Testing the Question Behaviour Effect Hypothesis Versus the Non-reponse Bias Hypothesis


  • A. van Dongen
  • R.A.C. Ruiter
  • C. Abraham
  • I. Veldhuizen


Introduction We study whether previous findings in studies on blood donation behaviour that were labelled question behaviour effect (QBE) could actually reflect a non-response bias (NRB) instead.

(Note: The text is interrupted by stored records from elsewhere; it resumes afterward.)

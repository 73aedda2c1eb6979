use client::{ListResource, Offers};
use dioxus::prelude::*;
use shared_types::{AppError, CreateOfferForm, Offer};
use shared_ui::{
    Button, Card, CardContent, CardHeader, CardTitle, DetailItem, DetailList, Form, FormRow,
    InlineNotice, Input, PageHeader, PageTitle,
};

use crate::auth::use_api;
use crate::format_helpers::{
    day, optional_money, parse_amount, parse_optional_amount, parse_required_date, timestamp,
};
use crate::remote_table::{remote_table, use_remote_table, TableHandle};
use crate::routes::Route;

#[component]
pub fn OfferList(query: String) -> Element {
    let mirror = use_callback(|query: String| {
        navigator().replace(Route::OfferList { query });
    });
    let table = use_remote_table::<Offers>(query, mirror);
    let title = Offers::TITLE;

    rsx! {
        div { class: "container",
            PageHeader {
                PageTitle { "{title}" }
            }
            CreateOffer { table }
            {remote_table(table, offer_detail)}
        }
    }
}

fn offer_detail(offer: &Offer, _table: TableHandle<Offers>) -> Element {
    rsx! {
        DetailList {
            DetailItem { label: "Code", value: offer.code.clone() }
            DetailItem { label: "Title", value: offer.title.clone() }
            DetailItem { label: "Discount", value: format!("{}%", offer.discount_percent) }
            DetailItem { label: "Max discount", value: optional_money(offer.max_discount) }
            DetailItem { label: "Valid", value: format!("{} to {}", day(offer.valid_from), day(offer.valid_until)) }
            DetailItem { label: "Redemptions", value: offer.redemptions.to_string() }
            DetailItem { label: "Created", value: timestamp(offer.created_at) }
        }
    }
}

/// Raw text of the create-offer inputs.
#[derive(Debug, Clone, Default, PartialEq)]
struct OfferDraft {
    code: String,
    title: String,
    discount: String,
    max_discount: String,
    valid_from: String,
    valid_until: String,
}

impl OfferDraft {
    fn parse(&self) -> Result<CreateOfferForm, AppError> {
        Ok(CreateOfferForm {
            code: self.code.trim().to_uppercase(),
            title: self.title.trim().to_string(),
            discount_percent: parse_amount("discount_percent", &self.discount)?,
            max_discount: parse_optional_amount("max_discount", &self.max_discount)?,
            valid_from: parse_required_date("validFrom", &self.valid_from)?,
            valid_until: parse_required_date("validUntil", &self.valid_until)?,
        })
    }
}

#[component]
fn CreateOffer(table: TableHandle<Offers>) -> Element {
    let api = use_api();
    let mut draft = use_signal(OfferDraft::default);
    let mut busy = use_signal(|| false);
    let mut error = use_signal(|| Option::<AppError>::None);
    let mut created = use_signal(|| Option::<String>::None);

    let submit = move |_: FormEvent| {
        let api = api.clone();
        spawn(async move {
            error.set(None);
            created.set(None);
            let form = match draft.read().parse() {
                Ok(form) => form,
                Err(err) => {
                    error.set(Some(err));
                    return;
                }
            };
            busy.set(true);
            match api.create_offer(&form).await {
                Ok(message) => {
                    tracing::info!(code = %form.code, "offer created");
                    created.set(Some(message.unwrap_or_else(|| "Offer created".to_string())));
                    draft.set(OfferDraft::default());
                    table.reload();
                }
                Err(err) => error.set(Some(err)),
            }
            busy.set(false);
        });
    };

    let field = move |key: &str| {
        error
            .read()
            .as_ref()
            .and_then(|e| e.field(key).map(str::to_string))
            .unwrap_or_default()
    };
    let banner = error
        .read()
        .as_ref()
        .filter(|e| e.field_errors.is_empty())
        .map(|e| e.message.clone());
    let current = draft();

    rsx! {
        Card { class: "create-card",
            CardHeader {
                CardTitle { "New offer" }
            }
            CardContent {
                Form { onsubmit: submit, busy: busy(),
                    FormRow {
                        Input {
                            label: "Code",
                            value: current.code,
                            error: field("code"),
                            on_input: move |evt: FormEvent| draft.write().code = evt.value(),
                        }
                        Input {
                            label: "Title",
                            value: current.title,
                            error: field("title"),
                            on_input: move |evt: FormEvent| draft.write().title = evt.value(),
                        }
                    }
                    FormRow {
                        Input {
                            label: "Discount %",
                            input_type: "number",
                            value: current.discount,
                            error: field("discount_percent"),
                            on_input: move |evt: FormEvent| draft.write().discount = evt.value(),
                        }
                        Input {
                            label: "Max discount",
                            input_type: "number",
                            placeholder: "No cap",
                            value: current.max_discount,
                            error: field("max_discount"),
                            on_input: move |evt: FormEvent| draft.write().max_discount = evt.value(),
                        }
                    }
                    FormRow {
                        Input {
                            label: "Valid from",
                            input_type: "date",
                            value: current.valid_from,
                            error: field("validFrom"),
                            on_input: move |evt: FormEvent| draft.write().valid_from = evt.value(),
                        }
                        Input {
                            label: "Valid until",
                            input_type: "date",
                            value: current.valid_until,
                            error: field("validUntil"),
                            on_input: move |evt: FormEvent| draft.write().valid_until = evt.value(),
                        }
                    }
                    Button { button_type: "submit", busy: busy(), "Create offer" }
                }
                if let Some(message) = banner {
                    InlineNotice { message }
                }
                if let Some(message) = created() {
                    InlineNotice { message, success: true }
                }
            }
        }
    }
}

Higher response rates have also been associated with finding QBE. Methods Blood donors (N=1,395) were randomly allocated to one of six experimental questionnaire conditions or to a control group. The questionnaire conditions either included intention items to trigger a QBE, general health items, both items, and handwritten post-its to increase response rate or not. The outcome variable was the % of donors that donated after receiving a standard invitation. Results The questionnaire conditions did not influence the odds of donation compared to the control group (OR’s ranged from 0.70 to 1.01). Non-responders showed significantly lower odds of donating than controls (ORresponders: 1.05, 95%CI: .77-1.45; ORnon-responders: .63, 95%CI: .45-.88). Discussion Regardless of the content or response rate, receiving or filling in questionnaires does not seem to increase blood donation. However, non-responders donate less than responders. These findings support the NRB hypothesis over the QBE hypothesis.